**Items listed in a dataset**.
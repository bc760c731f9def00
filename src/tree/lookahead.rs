//! One-element lookahead over a child sequence.
//!
//! The renderer needs to know, for every open level, whether the element it
//! is sitting on has a following sibling. `Lookahead` answers that in O(1) by
//! always keeping the next element fetched ahead of the consumer.

use crate::error::{Result, TreeError};

/// Iterator adapter that keeps one element buffered ahead of `current`.
#[derive(Debug)]
pub struct Lookahead<I: Iterator> {
    iter: I,
    current: Option<I::Item>,
    next: Option<I::Item>,
}

impl<I: Iterator> Lookahead<I> {
    /// Wrap `iter`, eagerly fetching its first element so `has_next` is
    /// meaningful before the first `advance`.
    pub fn new(mut iter: I) -> Self {
        let next = iter.next();
        Self {
            iter,
            current: None,
            next,
        }
    }

    /// Promote the buffered element to `current` and fetch the one after it.
    ///
    /// Fails with [`TreeError::Exhausted`] once the sequence has run out.
    pub fn advance(&mut self) -> Result<()> {
        let promoted = self.next.take().ok_or(TreeError::Exhausted)?;
        self.current = Some(promoted);
        self.next = self.iter.next();
        Ok(())
    }

    /// The element last promoted by `advance`, if any.
    pub fn current(&self) -> Option<&I::Item> {
        self.current.as_ref()
    }

    /// Whether another element follows `current`.
    pub fn has_next(&self) -> bool {
        self.next.is_some()
    }
}

impl<I> Iterator for Lookahead<I>
where
    I: Iterator,
    I::Item: Clone,
{
    type Item = I::Item;

    fn next(&mut self) -> Option<Self::Item> {
        self.advance().ok()?;
        self.current.clone()
    }
}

**INSTRUCTIONS FOR THE TASK**. Every single record must be transcribed exactly as it stands.

**YOUR SOLUTION**.
repository bc760c731f9def00
filename src/tree/lookahead.rs
//! One-element lookahead over a child sequence.
//!
//! The renderer needs to know, for every open level, whether the element it
//! is sitting on has a following sibling. `Lookahead` answers that in O(1) by
//! always keeping the next element fetched ahead of the consumer.

use crate::error::{Result, TreeError};

/// Iterator adapter that keeps one element buffered ahead of `current`.
#[derive(Debug)]
pub struct Lookahead<I: Iterator> {
    iter: I,
    current: Option<I::Item>,
    next: Option<I::Item>,
}

impl<I: Iterator> Lookahead<I> {
    /// Wrap `iter`, eagerly fetching its first element so `has_next` is
    /// meaningful before the first `advance`.
    pub fn new(mut iter: I) -> Self {
        let next = iter.next();
        Self {
            iter,
            current: None,
            next,
        }
    }

    /// Promote the buffered element to `current` and fetch the one after it.
    ///
    /// Fails with [`TreeError::Exhausted`] once the sequence has run out.
    pub fn advance(&mut self) -> Result<()> {
        let promoted = self.next.take().ok_or(TreeError::Exhausted)?;
        self.current = Some(promoted);
        self.next = self.iter.next();
        Ok(())
    }

    /// The element last promoted by `advance`, if any.
    pub fn current(&self) -> Option<&I::Item> {
        self.current.as_ref()
    }

    /// Whether another element follows `current`.
    pub fn has_next(&self) -> bool {
        self.next.is_some()
    }
}

impl<I> Iterator for Lookahead<I>
where
    I: Iterator,
    I::Item: Clone,
{
    type Item = I::Item;

    fn next(&mut self) -> Option<Self::Item> {
        self.advance().ok()?;
        self.current.clone()
    }
}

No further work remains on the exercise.